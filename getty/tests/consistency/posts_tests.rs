use super::support::*;

#[tokio::test]
async fn reposting_the_same_day_replaces_the_post() {
    let store = MemoryStore::new();
    let repo = PostRepository::new(store.clone());
    let key = day(2024, 1, 5);

    publish(&repo, "alice", key).await;
    repo.set_like("alice", "2024_01_05", "bob", true).await.unwrap();
    repo.add_comment("alice", "2024_01_05", "bob", "Bob", "nice").await.unwrap();

    let replaced = repo
        .create_or_replace_post("alice", Some(key), draft("second try"))
        .await
        .unwrap();
    assert_eq!(replaced.user_prompt, "second try");
    assert!(replaced.likes.is_empty());
    assert!(replaced.comments.is_empty());

    let all = repo.get_all_posts("alice").await.unwrap();
    assert_eq!(all.len(), 1);
    assert_eq!(all[0].user_prompt, "second try");
}

#[tokio::test]
async fn posts_are_listed_oldest_first_and_skip_foreign_keys() {
    let store = MemoryStore::new();
    let repo = PostRepository::new(store.clone());
    publish(&repo, "alice", day(2024, 2, 10)).await;
    publish(&repo, "alice", day(2023, 12, 31)).await;
    publish(&repo, "alice", day(2024, 2, 9)).await;
    store
        .set(&posts_path("alice").unwrap().child("drafts").unwrap(), json!({"note": "x"}))
        .await
        .unwrap();

    let keys: Vec<String> = repo
        .get_all_posts("alice")
        .await
        .unwrap()
        .iter()
        .map(|post| post.date_key.to_string())
        .collect();
    assert_eq!(keys, vec!["2023_12_31", "2024_02_09", "2024_02_10"]);
}

#[tokio::test]
async fn user_without_posts_has_an_empty_list() {
    let repo = PostRepository::new(MemoryStore::new());
    assert!(repo.get_all_posts("nobody").await.unwrap().is_empty());
    assert!(repo.get_post("nobody", "2024_01_01").await.unwrap().is_none());
    assert!(!repo.post_exists("nobody", "2024_01_01").await.unwrap());
}

#[tokio::test]
async fn non_date_post_ids_read_as_absent() {
    let repo = PostRepository::new(MemoryStore::new());
    publish(&repo, "alice", day(2024, 1, 5)).await;
    assert!(repo.get_post("alice", "yesterday").await.unwrap().is_none());
    assert!(!repo.user_has_liked("alice", "yesterday", "bob").await.unwrap());
}

#[tokio::test]
async fn unpadded_keys_resolve_to_the_same_post() {
    let repo = PostRepository::new(MemoryStore::new());
    publish(&repo, "alice", day(2024, 1, 5)).await;

    assert!(repo.post_exists("alice", "2024_1_5").await.unwrap());
    let post = repo.set_like("alice", "2024_1_5", "bob", true).await.unwrap();
    assert_eq!(post.date_key, day(2024, 1, 5));
    assert!(repo.user_has_liked("alice", "2024_01_05", "bob").await.unwrap());
}

#[tokio::test]
async fn likes_behave_as_a_set() {
    let store = MemoryStore::new();
    let repo = PostRepository::new(store.clone());
    publish(&repo, "alice", day(2024, 1, 5)).await;

    repo.set_like("alice", "2024_01_05", "bob", true).await.unwrap();
    let post = repo.set_like("alice", "2024_01_05", "bob", true).await.unwrap();
    assert_eq!(post.likes, vec!["bob".to_string()]);

    repo.set_like("alice", "2024_01_05", "carol", true).await.unwrap();
    let post = repo.set_like("alice", "2024_01_05", "bob", false).await.unwrap();
    assert_eq!(post.likes, vec!["carol".to_string()]);

    let post = repo.set_like("alice", "2024_01_05", "dave", false).await.unwrap();
    assert_eq!(post.likes, vec!["carol".to_string()]);
    assert!(!repo.user_has_liked("alice", "2024_01_05", "bob").await.unwrap());
}

#[tokio::test]
async fn liking_a_missing_post_is_not_found() {
    let store = MemoryStore::new();
    let repo = PostRepository::new(store.clone());

    let err = repo.set_like("alice", "2024_01_05", "bob", true).await.unwrap_err();
    assert_eq!(err.kind(), ErrorKind::NotFound);
    assert_eq!(err.param(), "alice/2024_01_05");
    assert!(store.get(&posts_path("alice").unwrap()).await.unwrap().is_none());

    let err = repo.add_comment("alice", "tomorrow", "bob", "Bob", "hi").await.unwrap_err();
    assert_eq!(err.kind(), ErrorKind::NotFound);
}

#[tokio::test]
async fn comments_append_in_order() {
    let repo = PostRepository::new(MemoryStore::new());
    publish(&repo, "alice", day(2024, 1, 5)).await;

    repo.add_comment("alice", "2024_01_05", "bob", "Bob", "first").await.unwrap();
    let post = repo
        .add_comment("alice", "2024_01_05", "carol", "Carol", "second")
        .await
        .unwrap();

    let texts: Vec<&str> = post.comments.iter().map(|comment| comment.comment.as_str()).collect();
    assert_eq!(texts, vec!["first", "second"]);
    assert_eq!(post.comments[1].user_id, "carol");
    assert!(post.comments[0].time <= post.comments[1].time);
}

#[tokio::test]
async fn empty_comment_is_rejected() {
    let repo = PostRepository::new(MemoryStore::new());
    publish(&repo, "alice", day(2024, 1, 5)).await;

    let err = repo.add_comment("alice", "2024_01_05", "bob", "Bob", "   ").await.unwrap_err();
    assert_eq!(err.kind(), ErrorKind::Validation);
    assert_eq!(err.param(), "comment");
}

#[tokio::test]
async fn image_without_payload_is_rejected() {
    let repo = PostRepository::new(MemoryStore::new());
    let mut empty_image = draft("prompt");
    empty_image.image = Some(PostImage {
        created: 1,
        source: ImageSource::B64 { b64: String::new() },
    });

    let err = repo
        .create_or_replace_post("alice", Some(day(2024, 1, 5)), empty_image)
        .await
        .unwrap_err();
    assert_eq!(err.param(), "image");
}

#[tokio::test]
async fn service_parses_the_creation_date() {
    let service = GettyService::new(MemoryStore::new(), &GettyConfig::default());

    let created = service.create_post("alice", Some("2024_2_29"), draft("leap")).await;
    let post = created.into_result().expect("post created");
    assert_eq!(post.date_key.to_string(), "2024_02_29");

    let rejected = service.create_post("alice", Some("2023_2_29"), draft("not a day")).await;
    let error = rejected.error().expect("invalid date rejected");
    assert_eq!(error.code, 400);
    assert_eq!(error.kind, "validation_error");
}

#[tokio::test]
async fn post_without_a_prompt_is_stored() {
    let store = MemoryStore::new();
    let repo = PostRepository::new(store.clone());
    let mut untitled = draft("untitled");
    untitled.user_prompt = String::new();

    let post = repo
        .create_or_replace_post("alice", Some(day(2024, 1, 5)), untitled)
        .await
        .unwrap();
    assert!(post.user_prompt.is_empty());

    store
        .set(
            &post_path("alice", "2024_01_06").unwrap(),
            json!({"user_id": "alice", "image": {"created": 1, "url": "https://img.example/bare.png"}}),
        )
        .await
        .unwrap();
    let all = repo.get_all_posts("alice").await.unwrap();
    assert_eq!(all.len(), 2);
    assert!(all.iter().all(|post| post.user_prompt.is_empty()));
}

+++++

▶ **Exercise details**:
Letter for letter, copy all of the entries above.

▶ **Reply**:
filename getty/tests/consistency/posts_tests.rs
use super::support::*;

#[tokio::test]
async fn reposting_the_same_day_replaces_the_post() {
    let store = MemoryStore::new();
    let repo = PostRepository::new(store.clone());
    let key = day(2024, 1, 5);

    publish(&repo, "alice", key).await;
    repo.set_like("alice", "2024_01_05", "bob", true).await.unwrap();
    repo.add_comment("alice", "2024_01_05", "bob", "Bob", "nice").await.unwrap();

    let replaced = repo
        .create_or_replace_post("alice", Some(key), draft("second try"))
        .await
        .unwrap();
    assert_eq!(replaced.user_prompt, "second try");
    assert!(replaced.likes.is_empty());
    assert!(replaced.comments.is_empty());

    let all = repo.get_all_posts("alice").await.unwrap();
    assert_eq!(all.len(), 1);
    assert_eq!(all[0].user_prompt, "second try");
}

#[tokio::test]
async fn posts_are_listed_oldest_first_and_skip_foreign_keys() {
    let store = MemoryStore::new();
    let repo = PostRepository::new(store.clone());
    publish(&repo, "alice", day(2024, 2, 10)).await;
    publish(&repo, "alice", day(2023, 12, 31)).await;
    publish(&repo, "alice", day(2024, 2, 9)).await;
    store
        .set(&posts_path("alice").unwrap().child("drafts").unwrap(), json!({"note": "x"}))
        .await
        .unwrap();

    let keys: Vec<String> = repo
        .get_all_posts("alice")
        .await
        .unwrap()
        .iter()
        .map(|post| post.date_key.to_string())
        .collect();
    assert_eq!(keys, vec!["2023_12_31", "2024_02_09", "2024_02_10"]);
}

#[tokio::test]
async fn user_without_posts_has_an_empty_list() {
    let repo = PostRepository::new(MemoryStore::new());
    assert!(repo.get_all_posts("nobody").await.unwrap().is_empty());
    assert!(repo.get_post("nobody", "2024_01_01").await.unwrap().is_none());
    assert!(!repo.post_exists("nobody", "2024_01_01").await.unwrap());
}

#[tokio::test]
async fn non_date_post_ids_read_as_absent() {
    let repo = PostRepository::new(MemoryStore::new());
    publish(&repo, "alice", day(2024, 1, 5)).await;
    assert!(repo.get_post("alice", "yesterday").await.unwrap().is_none());
    assert!(!repo.user_has_liked("alice", "yesterday", "bob").await.unwrap());
}

#[tokio::test]
async fn unpadded_keys_resolve_to_the_same_post() {
    let repo = PostRepository::new(MemoryStore::new());
    publish(&repo, "alice", day(2024, 1, 5)).await;

    assert!(repo.post_exists("alice", "2024_1_5").await.unwrap());
    let post = repo.set_like("alice", "2024_1_5", "bob", true).await.unwrap();
    assert_eq!(post.date_key, day(2024, 1, 5));
    assert!(repo.user_has_liked("alice", "2024_01_05", "bob").await.unwrap());
}

#[tokio::test]
async fn likes_behave_as_a_set() {
    let store = MemoryStore::new();
    let repo = PostRepository::new(store.clone());
    publish(&repo, "alice", day(2024, 1, 5)).await;

    repo.set_like("alice", "2024_01_05", "bob", true).await.unwrap();
    let post = repo.set_like("alice", "2024_01_05", "bob", true).await.unwrap();
    assert_eq!(post.likes, vec!["bob".to_string()]);

    repo.set_like("alice", "2024_01_05", "carol", true).await.unwrap();
    let post = repo.set_like("alice", "2024_01_05", "bob", false).await.unwrap();
    assert_eq!(post.likes, vec!["carol".to_string()]);

    let post = repo.set_like("alice", "2024_01_05", "dave", false).await.unwrap();
    assert_eq!(post.likes, vec!["carol".to_string()]);
    assert!(!repo.user_has_liked("alice", "2024_01_05", "bob").await.unwrap());
}

#[tokio::test]
async fn liking_a_missing_post_is_not_found() {
    let store = MemoryStore::new();
    let repo = PostRepository::new(store.clone());

    let err = repo.set_like("alice", "2024_01_05", "bob", true).await.unwrap_err();
    assert_eq!(err.kind(), ErrorKind::NotFound);
    assert_eq!(err.param(), "alice/2024_01_05");
    assert!(store.get(&posts_path("alice").unwrap()).await.unwrap().is_none());

    let err = repo.add_comment("alice", "tomorrow", "bob", "Bob", "hi").await.unwrap_err();
    assert_eq!(err.kind(), ErrorKind::NotFound);
}

#[tokio::test]
async fn comments_append_in_order() {
    let repo = PostRepository::new(MemoryStore::new());
    publish(&repo, "alice", day(2024, 1, 5)).await;

    repo.add_comment("alice", "2024_01_05", "bob", "Bob", "first").await.unwrap();
    let post = repo
        .add_comment("alice", "2024_01_05", "carol", "Carol", "second")
        .await
        .unwrap();

    let texts: Vec<&str> = post.comments.iter().map(|comment| comment.comment.as_str()).collect();
    assert_eq!(texts, vec!["first", "second"]);
    assert_eq!(post.comments[1].user_id, "carol");
    assert!(post.comments[0].time <= post.comments[1].time);
}

#[tokio::test]
async fn empty_comment_is_rejected() {
    let repo = PostRepository::new(MemoryStore::new());
    publish(&repo, "alice", day(2024, 1, 5)).await;

    let err = repo.add_comment("alice", "2024_01_05", "bob", "Bob", "   ").await.unwrap_err();
    assert_eq!(err.kind(), ErrorKind::Validation);
    assert_eq!(err.param(), "comment");
}

#[tokio::test]
async fn image_without_payload_is_rejected() {
    let repo = PostRepository::new(MemoryStore::new());
    let mut empty_image = draft("prompt");
    empty_image.image = Some(PostImage {
        created: 1,
        source: ImageSource::B64 { b64: String::new() },
    });

    let err = repo
        .create_or_replace_post("alice", Some(day(2024, 1, 5)), empty_image)
        .await
        .unwrap_err();
    assert_eq!(err.param(), "image");
}

#[tokio::test]
async fn service_parses_the_creation_date() {
    let service = GettyService::new(MemoryStore::new(), &GettyConfig::default());

    let created = service.create_post("alice", Some("2024_2_29"), draft("leap")).await;
    let post = created.into_result().expect("post created");
    assert_eq!(post.date_key.to_string(), "2024_02_29");

    let rejected = service.create_post("alice", Some("2023_2_29"), draft("not a day")).await;
    let error = rejected.error().expect("invalid date rejected");
    assert_eq!(error.code, 400);
    assert_eq!(error.kind, "validation_error");
}

#[tokio::test]
async fn post_without_a_prompt_is_stored() {
    let store = MemoryStore::new();
    let repo = PostRepository::new(store.clone());
    let mut untitled = draft("untitled");
    untitled.user_prompt = String::new();

    let post = repo
        .create_or_replace_post("alice", Some(day(2024, 1, 5)), untitled)
        .await
        .unwrap();
    assert!(post.user_prompt.is_empty());

    store
        .set(
            &post_path("alice", "2024_01_06").unwrap(),
            json!({"user_id": "alice", "image": {"created": 1, "url": "https://img.example/bare.png"}}),
        )
        .await
        .unwrap();
    let all = repo.get_all_posts("alice").await.unwrap();
    assert_eq!(all.len(), 2);
    assert!(all.iter().all(|post| post.user_prompt.is_empty()));
}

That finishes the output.